Report each line of the data that contains the string "edited".

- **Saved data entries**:
== Segment start ==

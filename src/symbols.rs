//! The glyph table used to render message status, direction, and key
//! hints. Pluggable between a nerd-font-equipped terminal and a plain
//! Unicode fallback so the UI never hard-codes either choice.

#[derive(Debug, Clone, Copy, PartialEq, Eq, Hash)]
pub enum Symbol {
    ArrowUp,
    ArrowDown,
    ArrowLeft,
    ArrowRight,
    Clock,
    SentMail,
    TrashCan,
    Pen,
    Shift,
    Enter,
    Space,
}

#[derive(Debug, Clone, Copy, PartialEq, Eq)]
pub enum SymbolTable {
    NerdFont,
    Fallback,
}

impl SymbolTable {
    pub fn glyph(self, symbol: Symbol) -> &'static str {
        match self {
            SymbolTable::NerdFont => nerd_font(symbol),
            SymbolTable::Fallback => fallback(symbol),
        }
    }
}

fn nerd_font(symbol: Symbol) -> &'static str {
    match symbol {
        Symbol::ArrowUp => "\u{f062}",
        Symbol::ArrowDown => "\u{f063}",
        Symbol::ArrowLeft => "\u{f060}",
        Symbol::ArrowRight => "\u{f061}",
        Symbol::Clock => "\u{f017}",
        Symbol::SentMail => "\u{f1d8}",
        Symbol::TrashCan => "\u{f1f8}",
        Symbol::Pen => "\u{f044}",
        Symbol::Shift => "\u{f049e}",
        Symbol::Enter => "\u{21b5}",
        Symbol::Space => "\u{2423}",
    }
}

fn fallback(symbol: Symbol) -> &'static str {
    match symbol {
        Symbol::ArrowUp => "\u{2191}",
        Symbol::ArrowDown => "\u{2193}",
        Symbol::ArrowLeft => "\u{2190}",
        Symbol::ArrowRight => "\u{2192}",
        Symbol::Clock => "\u{23f2}",
        Symbol::SentMail => "\u{2709}",
        Symbol::TrashCan => "\u{1f5d1}",
        Symbol::Pen => "\u{270e}",
        Symbol::Shift => "\u{21e7}",
        Symbol::Enter => "\u{21b5}",
        Symbol::Space => "\u{2423}",
    }
}
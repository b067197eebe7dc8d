//! Renders the currently-selected `Message` in one of three display modes,
//! with soft-wrap and scrolling.

use std::sync::Arc;

use crate::message::Message;
use crate::util::{clamp, count_lines, extract_strings, hex_encode, hexdump, wrap_line};

const MIN_STRING_LENGTH: usize = 4;

#[derive(Debug, Clone, Copy, PartialEq, Eq)]
pub enum DisplayMode {
    Hexdump,
    Strings,
    Hex,
}

impl DisplayMode {
    pub fn label(self) -> &'static str {
        match self {
            DisplayMode::Hexdump => "hexdump",
            DisplayMode::Strings => "strings",
            DisplayMode::Hex => "hex",
        }
    }
}

pub struct MessageView {
    viewed: Option<Arc<Message>>,
    display_mode: DisplayMode,
    scroll: i64,
    width: u16,
    height: u16,
}

impl MessageView {
    pub fn new() -> Self {
        MessageView { viewed: None, display_mode: DisplayMode::Hexdump, scroll: 0, width: 0, height: 0 }
    }

    pub fn display_mode(&self) -> DisplayMode {
        self.display_mode
    }

    pub fn scroll_offset(&self) -> i64 {
        self.scroll
    }

    pub fn set_viewed(&mut self, message: Arc<Message>) {
        self.viewed = Some(message);
        self.scroll = 0;
    }

    pub fn set_display_mode(&mut self, mode: DisplayMode) {
        self.display_mode = mode;
        self.scroll = 0;
    }

    pub fn set_size(&mut self, width: u16, height: u16) {
        self.width = width;
        self.height = height;
        self.scroll = clamp(self.scroll, 0, self.max_scroll());
    }

    pub fn scroll_by(&mut self, delta: i64) {
        self.scroll = clamp(self.scroll + delta, 0, self.max_scroll());
    }

    fn render_raw(&self) -> String {
        let Some(message) = &self.viewed else {
            return "No message to view".to_string();
        };
        let content = message.content();
        match self.display_mode {
            DisplayMode::Hexdump => hexdump(&content),
            DisplayMode::Strings => extract_strings(&content, MIN_STRING_LENGTH).join("\n"),
            DisplayMode::Hex => hex_encode(&content),
        }
    }

    fn render_wrapped(&self) -> String {
        let raw = self.render_raw();
        // Hexdump rows are already fixed-width; wrapping them would break
        // the address/hex/ascii columns.
        if self.display_mode == DisplayMode::Hexdump {
            return raw;
        }

        let width = self.width.max(1) as usize;
        let wrapped: Vec<String> = raw.split('\n').flat_map(|line| wrap_line(line, width)).collect();
        wrapped.join("\n")
    }

    fn max_scroll(&self) -> i64 {
        let total = count_lines(&self.render_wrapped()) as i64;
        (total - self.height as i64 - 1).max(0)
    }

    /// The visible window of text: `[scroll, scroll+height)` lines of the
    /// wrapped render.
    pub fn render(&self) -> String {
        let wrapped = self.render_wrapped();
        let lines: Vec<&str> = wrapped.split('\n').collect();
        let begin = self.scroll.max(0) as usize;
        if begin >= lines.len() {
            return String::new();
        }
        let end = (begin + self.height as usize).min(lines.len());
        lines[begin..end].join("\n")
    }
}

impl Default for MessageView {
    fn default() -> Self {
        Self::new()
    }
}

#[cfg(test)]
mod tests {
    use super::*;
    use crate::message::Direction;

    fn viewed(content: &[u8]) -> Arc<Message> {
        Arc::new(Message::new(Direction::ToServer, content.to_vec()))
    }

    #[test]
    fn no_message_shows_placeholder() {
        let view = MessageView::new();
        assert_eq!(view.render(), "No message to view");
    }

    #[test]
    fn changing_message_resets_scroll() {
        let mut view = MessageView::new();
        view.set_size(40, 2);
        view.set_viewed(viewed(&vec![b'a'; 500]));
        view.scroll_by(5);
        assert!(view.scroll_offset() > 0);

        view.set_viewed(viewed(b"short"));
        assert_eq!(view.scroll_offset(), 0);
    }

    #[test]
    fn changing_mode_resets_scroll() {
        let mut view = MessageView::new();
        view.set_size(40, 2);
        view.set_viewed(viewed(&vec![b'a'; 500]));
        view.scroll_by(5);
        assert!(view.scroll_offset() > 0);

        view.set_display_mode(DisplayMode::Hex);
        assert_eq!(view.scroll_offset(), 0);
    }

    #[test]
    fn scroll_is_clamped_to_max() {
        let mut view = MessageView::new();
        view.set_size(10, 2);
        view.set_display_mode(DisplayMode::Hex);
        view.set_viewed(viewed(&vec![b'a'; 200]));

        view.scroll_by(-100);
        assert_eq!(view.scroll_offset(), 0);

        view.scroll_by(100_000);
        let max = view.scroll_offset();
        view.scroll_by(1);
        assert_eq!(view.scroll_offset(), max);
    }

    #[test]
    fn hexdump_mode_disables_wrap() {
        let mut view = MessageView::new();
        view.set_size(4, 100);
        view.set_display_mode(DisplayMode::Hexdump);
        view.set_viewed(viewed(&(0..32).collect::<Vec<u8>>()));

        let rendered = view.render();
        // A hexdump row is far wider than the 4-column pane; if wrap were
        // applied it would never show a full "00000000" offset prefix.
        assert!(rendered.lines().any(|l| l.starts_with("00000000")));
    }

    #[test]
    fn strings_mode_only_shows_printable_runs() {
        let mut view = MessageView::new();
        view.set_size(80, 10);
        view.set_display_mode(DisplayMode::Strings);
        view.set_viewed(viewed(b"\x00\x01abcdef\x00gh"));

        assert_eq!(view.render(), "abcdef");
    }
}
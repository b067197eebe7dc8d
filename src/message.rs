//! The `Message` type and its transition state machine.
//!
//! A `Message` is created by a relay pump for every chunk it reads off a
//! socket. It is published to the `Store` and then, unless auto-transmit is
//! on, blocks the pump thread on a single-shot rendezvous until the operator
//! resolves it from the UI thread.

use std::sync::Mutex;

use chrono::{DateTime, Local};
use crossbeam_channel::{bounded, Receiver, Sender};
use thiserror::Error;

/// Which socket a chunk was read from.
#[derive(Debug, Clone, Copy, PartialEq, Eq, Hash)]
pub enum Direction {
    ToServer,
    ToClient,
}

/// The state machine's states. `Pending` is the only non-terminal one.
#[derive(Debug, Clone, Copy, PartialEq, Eq, Hash)]
pub enum Status {
    Pending,
    Transmitted,
    Dropped,
}

/// Errors returned by illegal state transitions. These never change the
/// message's state; they just report that the caller asked for something
/// that can't happen.
#[derive(Debug, Error)]
pub enum MessageError {
    #[error("message was already resolved as {0:?}, cannot {1}")]
    AlreadyResolved(Status, &'static str),
    #[error("message content is immutable once resolved")]
    Immutable,
}

struct Inner {
    content: Vec<u8>,
    edited: bool,
    status: Status,
}

pub struct Message {
    direction: Direction,
    created_at: DateTime<Local>,
    inner: Mutex<Inner>,
    // Capacity-1 channel: the UI thread sends at most once (gated by the
    // status check in `resolve`), and the pump thread receives at most
    // once in `wait_for_resolution`. That pairing is the whole rendezvous.
    transmit_tx: Sender<bool>,
    transmit_rx: Receiver<bool>,
}

impl Message {
    pub fn new(direction: Direction, content: Vec<u8>) -> Self {
        let (transmit_tx, transmit_rx) = bounded(1);
        Message {
            direction,
            created_at: Local::now(),
            inner: Mutex::new(Inner { content, edited: false, status: Status::Pending }),
            transmit_tx,
            transmit_rx,
        }
    }

    pub fn direction(&self) -> Direction {
        self.direction
    }

    pub fn created_at(&self) -> DateTime<Local> {
        self.created_at
    }

    pub fn status(&self) -> Status {
        self.inner.lock().unwrap().status
    }

    pub fn edited(&self) -> bool {
        self.inner.lock().unwrap().edited
    }

    pub fn content(&self) -> Vec<u8> {
        self.inner.lock().unwrap().content.clone()
    }

    pub fn len(&self) -> usize {
        self.inner.lock().unwrap().content.len()
    }

    pub fn is_empty(&self) -> bool {
        self.len() == 0
    }

    /// Marks the message transmitted and signals the waiting pump with
    /// `true`. The caller is responsible for then writing `content()` to
    /// the peer socket.
    pub fn transmit(&self) -> Result<(), MessageError> {
        self.resolve(Status::Transmitted, "transmit")?;
        // Best-effort: if the pump already hung up (connection closed)
        // there's nobody left to receive this, and that's fine.
        let _ = self.transmit_tx.send(true);
        Ok(())
    }

    /// Marks the message dropped and signals the waiting pump with `false`.
    pub fn drop(&self) -> Result<(), MessageError> {
        self.resolve(Status::Dropped, "drop")?;
        let _ = self.transmit_tx.send(false);
        Ok(())
    }

    /// Resolves the message as transmitted without signalling the
    /// rendezvous. Used by the auto-transmit path, where the pump never
    /// calls `wait_for_resolution` in the first place.
    pub fn mark_transmitted(&self) -> Result<(), MessageError> {
        self.resolve(Status::Transmitted, "mark transmitted")
    }

    fn resolve(&self, to: Status, action: &'static str) -> Result<(), MessageError> {
        let mut inner = self.inner.lock().unwrap();
        if inner.status != Status::Pending {
            return Err(MessageError::AlreadyResolved(inner.status, action));
        }
        inner.status = to;
        Ok(())
    }

    /// Replaces the content of a still-pending message and marks it edited.
    pub fn set_content(&self, new_content: Vec<u8>) -> Result<(), MessageError> {
        let mut inner = self.inner.lock().unwrap();
        if inner.status != Status::Pending {
            return Err(MessageError::Immutable);
        }
        inner.content = new_content;
        inner.edited = true;
        Ok(())
    }

    /// Blocks the calling thread (a relay pump) until the operator resolves
    /// this message, returning the bytes that should go to the peer socket.
    /// An empty vec means "drop this chunk".
    pub fn wait_for_resolution(&self) -> Vec<u8> {
        match self.transmit_rx.recv() {
            Ok(true) => self.content(),
            Ok(false) => Vec::new(),
            // Disconnected: nothing will ever resolve this message, most
            // likely because the process is shutting down.
            Err(_) => Vec::new(),
        }
    }
}

#[cfg(test)]
mod tests {
    use super::*;

    fn msg(content: &str) -> Message {
        Message::new(Direction::ToServer, content.as_bytes().to_vec())
    }

    #[test]
    fn starts_pending() {
        let m = msg("hi");
        assert_eq!(m.status(), Status::Pending);
        assert!(!m.edited());
        assert_eq!(m.content(), b"hi");
    }

    #[test]
    fn transmit_resolves_and_wakes_waiter() {
        let m = msg("hi");
        let waiter = std::thread::scope(|scope| {
            let handle = scope.spawn(|| m.wait_for_resolution());
            m.transmit().unwrap();
            handle.join().unwrap()
        });
        assert_eq!(waiter, b"hi");
        assert_eq!(m.status(), Status::Transmitted);
    }

    #[test]
    fn drop_resolves_to_empty() {
        let m = msg("secret");
        let waiter = std::thread::scope(|scope| {
            let handle = scope.spawn(|| m.wait_for_resolution());
            m.drop().unwrap();
            handle.join().unwrap()
        });
        assert!(waiter.is_empty());
        assert_eq!(m.status(), Status::Dropped);
    }

    #[test]
    fn double_transmit_is_rejected() {
        let m = msg("hi");
        m.transmit().unwrap();
        let err = m.transmit().unwrap_err();
        assert!(matches!(err, MessageError::AlreadyResolved(Status::Transmitted, _)));
        assert_eq!(m.status(), Status::Transmitted);
    }

    #[test]
    fn drop_after_transmit_is_rejected() {
        let m = msg("hi");
        m.transmit().unwrap();
        let err = m.drop().unwrap_err();
        assert!(matches!(err, MessageError::AlreadyResolved(Status::Transmitted, _)));
    }

    #[test]
    fn set_content_only_while_pending() {
        let m = msg("hi");
        m.set_content(b"bye".to_vec()).unwrap();
        assert_eq!(m.content(), b"bye");
        assert!(m.edited());

        m.transmit().unwrap();
        let err = m.set_content(b"nope".to_vec()).unwrap_err();
        assert!(matches!(err, MessageError::Immutable));
        assert_eq!(m.content(), b"bye");
    }

    #[test]
    fn mark_transmitted_does_not_signal() {
        let m = msg("hi");
        m.mark_transmitted().unwrap();
        assert_eq!(m.status(), Status::Transmitted);
        // Nothing was ever sent on the rendezvous channel, so a receiver
        // would block forever; try_recv must report "empty", not a value.
        assert!(m.transmit_rx.try_recv().is_err());
    }
}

== Segment end ==

- **Result**:
    edited: bool,
            inner: Mutex::new(Inner { content, edited: false, status: Status::Pending }),
    pub fn edited(&self) -> bool {
        self.inner.lock().unwrap().edited
    /// Replaces the content of a still-pending message and marks it edited.
        inner.edited = true;
        assert!(!m.edited());
        assert!(m.edited());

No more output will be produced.